Natalie Haynes: Why must we wait for 'Mad Men'?

When the law-abiding viewers of BBC4 tune in to the fourth series of Mad Men next week, they will be only seven weeks behind America's Don Draper fans. This may sound like we are pitifully out of touch, but the lag last time around was more than five months, after which period anyone who'd glanced at the online entertainment and arts pages that raved about the show had had the plot thoroughly and comprehensively spoiled.

Those of us who like to watch our television shows in the same year that they were first broadcast have the pirates and illegal-downloaders to thank. The BBC has hastened to show this series of Mad Men, partly because it believes that it has lost viewers to piracy; that those who just couldn't wait were simply breaking the law and downloading it rather than putting their hands over their eyes and ears, and ignoring the internet chatter for months on end.

The music and television industries have done their best to persuade us that pirates are only one small criminal step up from terrorists. They destroy the industries they steal from, they fund organised crime. If the warnings are anything to go by, perpetrators risk being branded with hot irons.

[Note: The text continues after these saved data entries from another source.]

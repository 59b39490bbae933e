use super::content::{build_step_lines, expected_actions, status_message};
use super::super::app::App;

pub fn dump_step(app: &App) -> String {
    let progress = app.wizard.progress();
    let body = build_step_lines(app).join("\n");
    let data = app.wizard.data();
    let reads = app
        .current_step()
        .def()
        .reads
        .iter()
        .map(|field| format!("{}={:?}", field.name(), data.get(*field)))
        .collect::<Vec<_>>();
    let reads = if reads.is_empty() {
        "(none)".to_string()
    } else {
        reads.join(", ")
    };
    let progress_line = if progress.visible {
        format!(
            "{}/{} ({}%)",
            progress.position,
            progress.total,
            progress.percent()
        )
    } else {
        "(hidden)".to_string()
    };

    format!(
        "STEP {}: {}\n\n- Header: {}\n- Reads: {}\n- Body contents:\n{}\n- Progress: {}\n- Status: {}\n- Expected user actions (keys): {}\n",
        app.wizard.index(),
        app.current_step().title(),
        app.brand,
        reads,
        body,
        progress_line,
        status_message(app),
        expected_actions(app)
    )
}

#[cfg(test)]
mod tests {
    use super::*;
    use modulus_core::FormPatch;

    #[test]
    fn welcome_dump_hides_progress() {
        let app = App::new();
        let dump = dump_step(&app);
        assert!(dump.starts_with("STEP 0: Welcome"));
        assert!(dump.contains("- Progress: (hidden)"));
        assert!(dump.contains("Get Started"));
        assert!(dump.contains("- Reads: (none)"));
    }

    #[test]
    fn otp_dump_shows_phone_and_progress() {
        let mut app = App::new();
        app.wizard.advance();
        app.wizard.update_data(FormPatch::new().phone("9876543210"));
        app.wizard.advance();
        let dump = dump_step(&app);
        assert!(dump.contains("sent to 9876543210"));
        assert!(dump.contains("- Progress: 3/6 (50%)"));
        assert!(dump.contains("Wrong number"));
        assert!(dump.contains("- Reads: phone=\"9876543210\", otp=\"\""));
    }
}
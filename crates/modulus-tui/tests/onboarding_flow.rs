use crossterm::event::{KeyCode, KeyEvent, KeyEventKind, KeyEventState, KeyModifiers};
use modulus_core::{Category, FormData, StepType};
use modulus_tui::app::{App, InputResult};
use ratatui::{backend::TestBackend, Terminal};

fn key(code: KeyCode) -> KeyEvent {
    KeyEvent {
        code,
        modifiers: KeyModifiers::NONE,
        kind: KeyEventKind::Press,
        state: KeyEventState::NONE,
    }
}

fn type_str(app: &mut App, s: &str) {
    for c in s.chars() {
        app.handle_input(key(KeyCode::Char(c)));
    }
}

fn screen_text(app: &App) -> String {
    let mut terminal = Terminal::new(TestBackend::new(120, 32)).unwrap();
    terminal.draw(|f| modulus_tui::draw(f, app)).unwrap();
    terminal
        .backend()
        .buffer()
        .content()
        .iter()
        .map(|cell| cell.symbol())
        .collect()
}

#[test]
fn end_to_end_flow_reaches_success() {
    let mut app = App::new();
    assert_eq!(app.current_step(), StepType::Welcome);

    app.handle_input(key(KeyCode::Enter));
    assert_eq!(app.current_step(), StepType::Phone);

    type_str(&mut app, "9876543210");
    app.handle_input(key(KeyCode::Enter));
    assert_eq!(app.current_step(), StepType::Otp);

    for c in ['4', '2', '1', '9'] {
        app.handle_input(key(KeyCode::Char(c)));
    }
    assert_eq!(app.wizard.data().otp, "4219");
    app.handle_input(key(KeyCode::Enter));
    assert_eq!(app.current_step(), StepType::StoreDetails);

    type_str(&mut app, "Test Store");
    app.handle_input(key(KeyCode::Tab));
    app.handle_input(key(KeyCode::Char(' ')));
    app.handle_input(key(KeyCode::Enter));
    assert_eq!(app.current_step(), StepType::Location);

    // focus starts on "Use Current Location" and moves to the city field
    app.handle_input(key(KeyCode::Enter));
    assert_eq!(app.wizard.data().city, "Mumbai");
    assert_eq!(app.wizard.data().pincode, "400001");
    assert_eq!(app.current_step(), StepType::Location);

    app.handle_input(key(KeyCode::Enter));
    assert_eq!(app.current_step(), StepType::Success);

    assert_eq!(
        app.wizard.data(),
        &FormData {
            phone: "9876543210".into(),
            otp: "4219".into(),
            store_name: "Test Store".into(),
            category: Some(Category::Grocery),
            city: "Mumbai".into(),
            pincode: "400001".into(),
        }
    );
    assert_eq!(app.handle_input(key(KeyCode::Enter)), InputResult::Complete);
}

#[test]
fn nine_digit_phone_cannot_advance() {
    let mut app = App::new();
    app.handle_input(key(KeyCode::Enter));
    type_str(&mut app, "987654321");
    for _ in 0..3 {
        app.handle_input(key(KeyCode::Enter));
    }
    assert_eq!(app.current_step(), StepType::Phone);
}

#[test]
fn three_digit_code_cannot_advance() {
    let mut app = App::new();
    app.handle_input(key(KeyCode::Enter));
    type_str(&mut app, "9876543210");
    app.handle_input(key(KeyCode::Enter));
    type_str(&mut app, "123");
    app.handle_input(key(KeyCode::Enter));
    assert_eq!(app.current_step(), StepType::Otp);

    type_str(&mut app, "4");
    app.handle_input(key(KeyCode::Enter));
    assert_eq!(app.current_step(), StepType::StoreDetails);
}

#[test]
fn wrong_number_goes_back_without_clearing() {
    let mut app = App::new();
    app.handle_input(key(KeyCode::Enter));
    type_str(&mut app, "9876543210");
    app.handle_input(key(KeyCode::Enter));
    type_str(&mut app, "42");

    app.handle_input(key(KeyCode::Esc));
    assert_eq!(app.current_step(), StepType::Phone);
    assert_eq!(app.wizard.data().phone, "9876543210");
    assert_eq!(app.wizard.data().otp, "42");

    // Esc on the phone step quits rather than stepping back again
    assert_eq!(app.handle_input(key(KeyCode::Esc)), InputResult::Quit);
    assert_eq!(app.current_step(), StepType::Phone);
}

#[test]
fn progress_bar_only_between_first_and_last() {
    let mut app = App::new();
    let welcome = screen_text(&app);
    assert!(!welcome.contains("Progress"));
    assert!(welcome.contains("Powered by Modulus Sell"));

    app.handle_input(key(KeyCode::Enter));
    let screen = screen_text(&app);
    assert!(screen.contains("Progress"));
    assert!(screen.contains("2/6"));
    assert!(screen.contains("Mobile Number"));
}
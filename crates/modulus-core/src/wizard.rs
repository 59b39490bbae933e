//! The wizard controller: current step, the shared record, and single-step
//! navigation gated by the step table.

use crate::form::{FormData, FormPatch};
use crate::steps::StepType;
use std::sync::Arc;

/// Outcome of a navigation request.
#[derive(Debug, Clone, Copy, PartialEq, Eq)]
pub enum Navigation {
    Moved { from: StepType, to: StepType },
    /// The current step does not permit the move yet.
    Blocked,
    /// Nothing lies in that direction.
    AtEnd,
}

impl Navigation {
    pub fn moved(&self) -> bool {
        matches!(self, Navigation::Moved { .. })
    }
}

/// Filled-fraction progress for the layout shell.
#[derive(Debug, Clone, Copy, PartialEq, Eq)]
pub struct Progress {
    pub position: usize,
    pub total: usize,
    /// Hidden on the welcome and success screens.
    pub visible: bool,
}

impl Progress {
    pub fn fraction(&self) -> f64 {
        if self.total == 0 {
            return 0.0;
        }
        self.position as f64 / self.total as f64
    }

    pub fn percent(&self) -> u16 {
        (self.fraction() * 100.0).round().clamp(0.0, 100.0) as u16
    }
}

/// Notified whenever the current step changes. Purely cosmetic.
pub trait TransitionObserver {
    fn on_step_change(&mut self, from: StepType, to: StepType);
}

pub struct Wizard {
    index: usize,
    data: Arc<FormData>,
    observer: Option<Box<dyn TransitionObserver>>,
}

impl Default for Wizard {
    fn default() -> Self {
        Self::new()
    }
}

impl std::fmt::Debug for Wizard {
    fn fmt(&self, f: &mut std::fmt::Formatter<'_>) -> std::fmt::Result {
        f.debug_struct("Wizard")
            .field("index", &self.index)
            .field("data", &self.data)
            .field("observer", &self.observer.is_some())
            .finish()
    }
}

impl Wizard {
    pub fn new() -> Self {
        Self::with_data(FormData::default())
    }

    pub fn with_data(data: FormData) -> Self {
        Self {
            index: 0,
            data: Arc::new(data),
            observer: None,
        }
    }

    pub fn set_observer(&mut self, observer: Box<dyn TransitionObserver>) {
        self.observer = Some(observer);
    }

    pub fn current(&self) -> StepType {
        // index only ever moves through `next`/`prev`, so it is always in range
        StepType::from_index(self.index).unwrap_or(StepType::Success)
    }

    pub fn index(&self) -> usize {
        self.index
    }

    pub fn total_steps(&self) -> usize {
        StepType::all().len()
    }

    pub fn is_finished(&self) -> bool {
        self.current().def().is_terminal
    }

    pub fn data(&self) -> &FormData {
        &self.data
    }

    /// Shared handle to the current record. Later updates install a new
    /// record and never touch the one returned here.
    pub fn snapshot(&self) -> Arc<FormData> {
        Arc::clone(&self.data)
    }

    pub fn can_advance(&self) -> bool {
        self.current().can_advance(&self.data)
    }

    pub fn can_retreat(&self) -> bool {
        self.current().def().allows_retreat && self.current().prev().is_some()
    }

    pub fn advance(&mut self) -> Navigation {
        let from = self.current();
        let Some(to) = from.next() else {
            return Navigation::AtEnd;
        };
        if !self.can_advance() {
            log::debug!("advance from {:?} blocked", from);
            return Navigation::Blocked;
        }
        self.move_to(from, to)
    }

    pub fn retreat(&mut self) -> Navigation {
        let from = self.current();
        let Some(to) = from.prev() else {
            return Navigation::AtEnd;
        };
        if !from.def().allows_retreat {
            log::debug!("retreat from {:?} not offered", from);
            return Navigation::Blocked;
        }
        self.move_to(from, to)
    }

    fn move_to(&mut self, from: StepType, to: StepType) -> Navigation {
        self.index = to.index();
        log::debug!("step {:?} -> {:?}", from, to);
        if let Some(observer) = self.observer.as_mut() {
            observer.on_step_change(from, to);
        }
        Navigation::Moved { from, to }
    }

    /// Shallow-merge `patch` into the record, installing a new value.
    pub fn update_data(&mut self, patch: FormPatch) {
        if patch.is_empty() {
            return;
        }
        self.data = Arc::new(self.data.merged(&patch));
    }

    /// Like [`Wizard::update_data`], but only for fields the current step
    /// declares as writes. Returns false and leaves the record alone otherwise.
    pub fn update_from_step(&mut self, patch: FormPatch) -> bool {
        let step = self.current();
        if !step.def().permits_write(&patch) {
            let fields: Vec<_> = patch.fields().iter().map(|f| f.name()).collect();
            log::warn!("{:?} may not write {:?}; update ignored", step, fields);
            return false;
        }
        self.update_data(patch);
        true
    }

    pub fn progress(&self) -> Progress {
        let total = self.total_steps();
        Progress {
            position: self.index + 1,
            total,
            visible: self.index > 0 && self.index + 1 < total,
        }
    }
}

#[cfg(test)]
mod tests {
    use super::*;
    use crate::form::Category;
    use std::cell::RefCell;
    use std::rc::Rc;

    struct Recorder(Rc<RefCell<Vec<(StepType, StepType)>>>);

    impl TransitionObserver for Recorder {
        fn on_step_change(&mut self, from: StepType, to: StepType) {
            self.0.borrow_mut().push((from, to));
        }
    }

    fn at_otp() -> Wizard {
        let mut wizard = Wizard::new();
        wizard.advance();
        wizard.update_data(FormPatch::new().phone("9876543210"));
        wizard.advance();
        assert_eq!(wizard.current(), StepType::Otp);
        wizard
    }

    #[test]
    fn starts_at_welcome_with_empty_record() {
        let wizard = Wizard::new();
        assert_eq!(wizard.index(), 0);
        assert_eq!(wizard.current(), StepType::Welcome);
        assert_eq!(wizard.data(), &FormData::default());
        assert_eq!(wizard.total_steps(), 6);
    }

    #[test]
    fn advance_is_gated_by_predicate() {
        let mut wizard = Wizard::new();
        assert!(wizard.advance().moved());
        assert_eq!(wizard.advance(), Navigation::Blocked);
        assert_eq!(wizard.current(), StepType::Phone);

        wizard.update_data(FormPatch::new().phone("123456789"));
        assert!(!wizard.can_advance());
        wizard.update_data(FormPatch::new().phone("1234567890"));
        assert_eq!(
            wizard.advance(),
            Navigation::Moved {
                from: StepType::Phone,
                to: StepType::Otp
            }
        );
        // a satisfied predicate on the next step does not carry a second move
        assert_eq!(wizard.index(), 2);
    }

    #[test]
    fn retreat_from_otp_keeps_data() {
        let mut wizard = at_otp();
        wizard.update_data(FormPatch::new().otp("12"));
        assert!(wizard.can_retreat());
        assert!(wizard.retreat().moved());
        assert_eq!(wizard.current(), StepType::Phone);
        assert_eq!(wizard.data().phone, "9876543210");
        assert_eq!(wizard.data().otp, "12");
    }

    #[test]
    fn retreat_not_offered_elsewhere() {
        let mut wizard = Wizard::new();
        assert_eq!(wizard.retreat(), Navigation::AtEnd);
        wizard.advance();
        assert_eq!(wizard.retreat(), Navigation::Blocked);
        assert_eq!(wizard.current(), StepType::Phone);
    }

    #[test]
    fn terminal_step_does_not_advance() {
        let mut wizard = Wizard::with_data(FormData {
            phone: "9876543210".into(),
            otp: "4219".into(),
            store_name: "Test Store".into(),
            category: Some(Category::Grocery),
            city: "Mumbai".into(),
            pincode: "400001".into(),
        });
        for _ in 0..5 {
            assert!(wizard.advance().moved());
        }
        assert!(wizard.is_finished());
        assert_eq!(wizard.advance(), Navigation::AtEnd);
        assert_eq!(wizard.index(), 5);
    }

    #[test]
    fn snapshots_are_unaffected_by_updates() {
        let mut wizard = Wizard::new();
        wizard.update_data(FormPatch::new().otp("12"));
        let before = wizard.snapshot();
        wizard.update_data(FormPatch::new().phone("9999999999"));
        assert_eq!(before.phone, "");
        assert_eq!(wizard.data().otp, "12");
        assert_eq!(wizard.data().phone, "9999999999");
    }

    #[test]
    fn step_updates_limited_to_declared_writes() {
        let mut wizard = at_otp();
        assert!(!wizard.update_from_step(FormPatch::new().phone("0000000000")));
        assert_eq!(wizard.data().phone, "9876543210");
        assert!(wizard.update_from_step(FormPatch::new().otp("1")));
        assert_eq!(wizard.data().otp, "1");
    }

    #[test]
    fn progress_hidden_on_first_and_last() {
        let mut wizard = Wizard::new();
        let p = wizard.progress();
        assert!(!p.visible);
        assert_eq!((p.position, p.total), (1, 6));

        wizard.advance();
        let p = wizard.progress();
        assert!(p.visible);
        assert_eq!(p.percent(), 33);
    }

    #[test]
    fn observer_sees_each_change_once() {
        let seen = Rc::new(RefCell::new(Vec::new()));
        let mut wizard = Wizard::new();
        wizard.set_observer(Box::new(Recorder(seen.clone())));
        wizard.advance();
        wizard.advance();
        assert_eq!(
            seen.borrow().as_slice(),
            &[(StepType::Welcome, StepType::Phone)]
        );
    }
}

But most downloaders aren't like that at all. In June 2008, a University of Hertfordshire survey discovered that teenagers had, on average, more than 800 illegally copied songs on their MP3 players. And even if one disapproves of the young – both their musical tastes and their choice to play it out loud in its tinniest form on the bus – most of us would surely agree that they aren't all criminals, 800 times over.

In November 2009, an Ipsos Mori poll discovered something interesting about the law-breakers: those who admitted illegally downloading music spent far more buying music than their clean-living counterparts – £77 per year, rather than £44. In other words, by going after those who infringed copyright with gusto, the music industry was also going after its best customers.

Once better legal alternatives for music downloading began to proliferate, piracy decreased: people were happy to stream music from Spotify or YouTube, just as they have been to buy songs from iTunes. So when will television follow? The impetus to download TV shows is far more pressing than it is with music – if you don't hear a song for a couple of weeks, at least no one will review it and tell you what happens in it. And there are some signs that TV channels are realising that catering to their fans is more sensible than wishing they would behave differently.

Sky, for example, broadcast the final episode of Lost in the UK earlier this year, at the same time that it was being shown in the States, as did broadcasters in six other countries. They realised that showing it at 5am was still preferable to showing it to the very small Venn diagram overlap of Lost fans who had the patience to wait.

But the real change will come – as so often – from Apple and Amazon. On Wednesday, Steve Jobs announced the new version of Apple TV, a box small enough to fit in your hand, which will stream TV and movies straight into your home. You can rent a movie for $4.99 or an episode of, say, Glee for 99 cents. If this becomes internationally available, it should demolish the number of illegal downloaders. A core of them will remain, of course, but most of us would happily pay 80p or so to watch a TV show we love, knowing that the money will support the making of more programmes like it. And Amazon has already raised the stakes, offering to sell some TV shows for 99 cents an episode, rather than renting them for the same price.

Sales of DVD box-sets may be collapsing, just like CD sales before them. But TV companies should learn from the rather cack-handed example of the music industry. They can simply charge small amounts to watch things legally, rather than criminalising their biggest fans.